When a family returns to the United States with their child who was adopted in another country, there are often additional steps to be taken.  

When a Texas resident adopts a child from another country, that adoption is governed by Texas law, United States law, international adoption law and treaties, and the law of the country where the adoption took place.  In addition, the area of adoption law has been changing rapidly for the past several years, so the requirements or recommendations will not be the same for everyone.    For instance, a child adopted in China in 2009 may have a very different legal situation than a child who was adopted in Guatemala in 2000.


There is a lot of confusion between “readoption” and “reaffirmation”, although the words are often used interchangeably.   Whether the more detailed “readoption” or the relatively simple “reaffirmation” (recognition) of the adoption is required is ultimately determined by the paperwork and facts in each situation, by the Texas County in which the suit is filed, and even by the individual Texas judge’s requirements for his/her court.


People often ask if they “must” do anything further.  If there are additional requirements that must be met to insure legal status with U.S. immigration, the answer is “yes”.  In some situations, not following through could cause an “uncertain” or “undocumented” status when the child reaches 18.  (Please note:  If a child became 18 prior to February 27, 2001, when the Child Citizenship Act came into effect, that child was not granted “automatic” U.S. Citizenship. If you or your child came in prior to February 27, 2001 and never took final steps with US Immigration, you should investigate or seek a legal consult to see what options are available to remedy this situation.)
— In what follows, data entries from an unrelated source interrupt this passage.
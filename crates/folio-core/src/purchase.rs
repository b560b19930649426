//! # Purchases
//!
//! An immutable sale event and its line items.
//!
//! ## Shape
//! ```text
//! ┌─────────────────────────────────────────────────────────────────────────┐
//! │  Purchase                                                               │
//! │  ─────────────────────────────────────────────                          │
//! │  shop      ShopRef     { id, country }   ← partition key (country)     │
//! │  employee  EmployeeId                    ← employee of the year        │
//! │  customer  CustomerRef { id, country }   ← foreigner check             │
//! │  timestamp DateTime<Utc>                 ← partition key (year)        │
//! │  items     [PurchaseItem; 1..]           ← best-seller counting        │
//! │  total     Money (cached sum of item totals)                            │
//! └─────────────────────────────────────────────────────────────────────────┘
//! ```
//!
//! Shop and customer references carry the country they resided in when the
//! purchase was made, so the query engine never consults the catalog.
//!
//! A purchase is validated once, in [`Purchase::new`], and never changes
//! afterwards. It is `Serialize` only; the constructor is the sole way in.

use chrono::{DateTime, Datelike, Utc};
use serde::Serialize;

use crate::catalog::{Book, BookId, CountryCode, Customer, CustomerId, EmployeeId, Shop, ShopId};
use crate::error::{CoreError, CoreResult};
use crate::money::Money;
use crate::validation::{validate_item_amount, validate_price};

// =============================================================================
// References
// =============================================================================

/// Non-owning reference to a shop plus its country of residence.
#[derive(Debug, Clone, Copy, PartialEq, Eq, Hash, Serialize)]
pub struct ShopRef {
    pub id: ShopId,
    pub country: CountryCode,
}

impl From<&Shop> for ShopRef {
    fn from(shop: &Shop) -> Self {
        ShopRef {
            id: shop.id,
            country: shop.country,
        }
    }
}

/// Non-owning reference to a customer plus their country of residence.
#[derive(Debug, Clone, Copy, PartialEq, Eq, Hash, Serialize)]
pub struct CustomerRef {
    pub id: CustomerId,
    pub country: CountryCode,
}

impl From<&Customer> for CustomerRef {
    fn from(customer: &Customer) -> Self {
        CustomerRef {
            id: customer.id,
            country: customer.country,
        }
    }
}

// =============================================================================
// Purchase Item
// =============================================================================

/// One line of a purchase: a book, its unit price and the sold quantity.
#[derive(Debug, Clone, PartialEq, Eq, Serialize)]
pub struct PurchaseItem {
    book: BookId,
    price: Money,
    amount: u32,
}

impl PurchaseItem {
    /// Creates a line item.
    ///
    /// ## Rules
    /// - `amount` must be positive
    /// - `price` must not be negative
    pub fn new(book: BookId, price: Money, amount: u32) -> CoreResult<Self> {
        validate_item_amount(amount)?;
        validate_price(price)?;
        Ok(PurchaseItem { book, price, amount })
    }

    /// Creates a line item sold at the book's retail price.
    pub fn at_retail(book: &Book, amount: u32) -> CoreResult<Self> {
        PurchaseItem::new(book.id, book.retail_price, amount)
    }

    #[inline]
    pub fn book(&self) -> BookId {
        self.book
    }

    #[inline]
    pub fn price(&self) -> Money {
        self.price
    }

    #[inline]
    pub fn amount(&self) -> u32 {
        self.amount
    }

    /// `price × amount`.
    #[inline]
    pub fn item_total(&self) -> Money {
        self.price.times(self.amount)
    }
}

// =============================================================================
// Purchase
// =============================================================================

/// A sale: who sold what to whom, where and when.
#[derive(Debug, Clone, PartialEq, Eq, Serialize)]
pub struct Purchase {
    shop: ShopRef,
    employee: EmployeeId,
    customer: CustomerRef,
    timestamp: DateTime<Utc>,
    items: Box<[PurchaseItem]>,
    total: Money,
}

impl Purchase {
    /// Builds a purchase and caches its total.
    ///
    /// ## Errors
    /// - [`CoreError::EmptyPurchase`] when `items` is empty
    /// - [`CoreError::CurrencyMismatch`] when items are priced in more than
    ///   one currency
    /// - [`CoreError::AmountOverflow`] when the total leaves the `i64` range
    pub fn new(
        shop: ShopRef,
        employee: EmployeeId,
        customer: CustomerRef,
        timestamp: DateTime<Utc>,
        items: Vec<PurchaseItem>,
    ) -> CoreResult<Self> {
        let currency = match items.first() {
            Some(first) => first.price.currency(),
            None => return Err(CoreError::EmptyPurchase),
        };
        let total = items.iter().try_fold(Money::zero(currency), |acc, item| {
            acc.checked_add(item.price.checked_times(item.amount)?)
        })?;

        Ok(Purchase {
            shop,
            employee,
            customer,
            timestamp,
            items: items.into_boxed_slice(),
            total,
        })
    }

    #[inline]
    pub fn shop(&self) -> ShopRef {
        self.shop
    }

    #[inline]
    pub fn employee(&self) -> EmployeeId {
        self.employee
    }

    #[inline]
    pub fn customer(&self) -> CustomerRef {
        self.customer
    }

    #[inline]
    pub fn timestamp(&self) -> DateTime<Utc> {
        self.timestamp
    }

    /// Calendar year (UTC) the purchase falls into.
    #[inline]
    pub fn year(&self) -> i32 {
        self.timestamp.year()
    }

    /// Line items in the order they were rung up. Never empty.
    #[inline]
    pub fn items(&self) -> &[PurchaseItem] {
        &self.items
    }

    /// Sum of all item totals.
    #[inline]
    pub fn total(&self) -> Money {
        self.total
    }

    /// Whether the customer lives outside the shop's country.
    #[inline]
    pub fn is_by_foreigner(&self) -> bool {
        self.customer.country != self.shop.country
    }

    /// Total number of copies sold in this purchase.
    pub fn item_count(&self) -> u64 {
        self.items.iter().map(|item| u64::from(item.amount)).sum()
    }
}

// =============================================================================
// Unit Tests
// =============================================================================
Although it may not be legally required for a child who has been granted US citizenship to take the additional step of having the foreign adoption reaffirmed in Texas state court, it is always a good idea.  After the judge signs the order, a U.S. (Texas) birth certificate with the child’s name and both parents’ name on it can be obtained.  The judge can also grant a name change when necessary.  Taking care of these details will assist the parents and child with documentation issues when registering for school, getting a driver’s license, applying for employment, or applying for college, scholarships and financial aid and is the “final step” in a long, successful adoption journey!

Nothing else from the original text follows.